Another of the electoral dimensions that acquires special relevance in the electoral studies is the one known as volatility. Basically, what it tries to measure is how the electoral behavior of the voters changes from one electoral process to another and, in short, the level of fidelity of the voters in relation to their democratically elected representatives. Once the concept is defined, the difficulty comes in the way of measuring it, given the wide field that we want to cover with this dimension.

In 1979 it was Pederson who proposed the formula that allows its calculation and whose mathematical expression is the following:

\[VT=\frac{1}{2}\sum_{i=1}^{n}\left|\triangle p_{i}\right| \] Where \(\triangle p_{i}\) denotes the increase or decrease of electoral support between two elections expressed as a percentage of the vote.
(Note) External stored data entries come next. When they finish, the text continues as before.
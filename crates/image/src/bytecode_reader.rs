// Copyright (c) 2023 Hemashushu <hippospark@gmail.com>, All rights reserved.
//
// This Source Code Form is subject to the terms of
// the Mozilla Public License version 2.0 and additional exceptions,
// more details in file LICENSE and CONTRIBUTING.

use std::fmt::Write;

use fluxvm_types::{opcode::Opcode, ProgramWord, VmError};

use crate::program_image::ProgramImage;

/// renders one code range as a listing, e.g.
///
/// ```text
/// 0x0015 PUSH 0x0008
/// 0x0017 JUMP
/// 0x0018 EXIT
/// ```
///
/// an unknown opcode word is rendered as a raw word so a listing of a
/// corrupt image never fails.
pub fn range_to_text(words: &[ProgramWord], start: usize, end: usize) -> String {
    let mut text = String::new();
    let mut pc = start;

    while pc < end && pc < words.len() {
        if !text.is_empty() {
            text.push('\n');
        }
        match Opcode::from_u16(words[pc]) {
            Some(opcode) if opcode.has_operand() => {
                let operand = words.get(pc + 1).copied().unwrap_or(0);
                let _ = write!(text, "{:#06x} {} {:#06x}", pc, opcode.mnemonic(), operand);
                pc += 2;
            }
            Some(opcode) => {
                let _ = write!(text, "{:#06x} {}", pc, opcode.mnemonic());
                pc += 1;
            }
            None => {
                let _ = write!(text, "{:#06x} .word {:#06x}", pc, words[pc]);
                pc += 1;
            }
        }
    }

    text
}

/// a full image dump: header, tables, then every function body.
///
/// body extents are inferred by sorting all entry points; a body runs
/// to the next entry point or the end of the image.
pub fn image_to_text(words: &[ProgramWord]) -> Result<String, VmError> {
    let image = ProgramImage::load(words)?;
    let mut text = String::new();

    let _ = writeln!(text, "instances: {}", image.instance_count());
    let _ = writeln!(text, "globals size: {}", image.globals_size());
    let _ = writeln!(text, "types: {}", image.type_count());
    let _ = writeln!(text, "shared functions: {}", image.shared_function_count());

    let mut entry_points: Vec<(String, usize)> = Vec::new();
    for type_id in 0..image.type_count() {
        let entry = image.type_entry(type_id)?;
        for function_index in 0..entry.function_count {
            let pc = image.function_entry(type_id, function_index)?;
            entry_points.push((format!("type {} func {}", type_id, function_index), pc));
        }
    }
    for index in 0..image.shared_function_count() {
        let pc = image.shared_function_entry(index)?;
        entry_points.push((format!("shared func {}", index), pc));
    }

    let mut boundaries: Vec<usize> = entry_points.iter().map(|(_, pc)| *pc).collect();
    boundaries.sort_unstable();
    boundaries.push(words.len());

    for machine_index in 0..image.instance_count() {
        let instance = image.instance(machine_index)?;
        let _ = writeln!(
            text,
            "machine {}: type {}, globals base {}",
            machine_index, instance.type_id, instance.globals_base
        );
    }

    entry_points.sort_by_key(|(_, pc)| *pc);
    for (label, pc) in &entry_points {
        let end = boundaries
            .iter()
            .copied()
            .find(|boundary| boundary > pc)
            .unwrap_or(words.len());
        let _ = writeln!(text, "\n{} @ {:#06x}", label, pc);
        let _ = writeln!(text, "{}", range_to_text(words, *pc, end));
    }

    Ok(text)
}

#[cfg(test)]
mod tests {
    use fluxvm_types::opcode::Opcode;
    use pretty_assertions::assert_eq;

    use super::range_to_text;
    use crate::bytecode_writer::BytecodeWriter;

    #[test]
    fn test_listing() {
        let words = BytecodeWriter::new()
            .write_opcode_with(Opcode::push, 8)
            .write_opcode(Opcode::jump)
            .write_opcode(Opcode::exit)
            .to_words();

        assert_eq!(
            range_to_text(&words, 0, words.len()),
            "0x0000 PUSH 0x0008\n0x0002 JUMP\n0x0003 EXIT"
        );
    }

    #[test]
    fn test_listing_tolerates_unknown_words() {
        assert_eq!(range_to_text(&[999], 0, 1), "0x0000 .word 0x03e7");
    }
}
Although there are other different approaches that seek to measure that magnitude as well. In this sense, the individual measurement of the change in the vote of each voter can also be done [^1](In this case, a totally disaggregated volatility would be calculated where the changes in the tendency of the electorate would be clearly manifested. The difficulty in this case would come from the impossibility of obtaining this information at this level of detail, since to achieve this objective it would be necessary to carry out a complete census, requiring a disproportionate effort to achieve the set objective). To get closer to this ideal situation, it would be possible to perform surveys that would give us an approximation of the problem. One of the statistical studies that could provide us with this information can be found in the opinion barometers that the Spanish Sociological Research Centre (CIS) periodically publishes (Spanish Sociological Research Centre ), which usually include a question about the informant’s voting intention and which political party he/she voted for in previous elections. With sufficient caution, and even if it is only to obtain an estimated value of the reality to be measured, it would be possible to cross these two variables and in this way obtain an approximation of the volatility of the electorate at individual level.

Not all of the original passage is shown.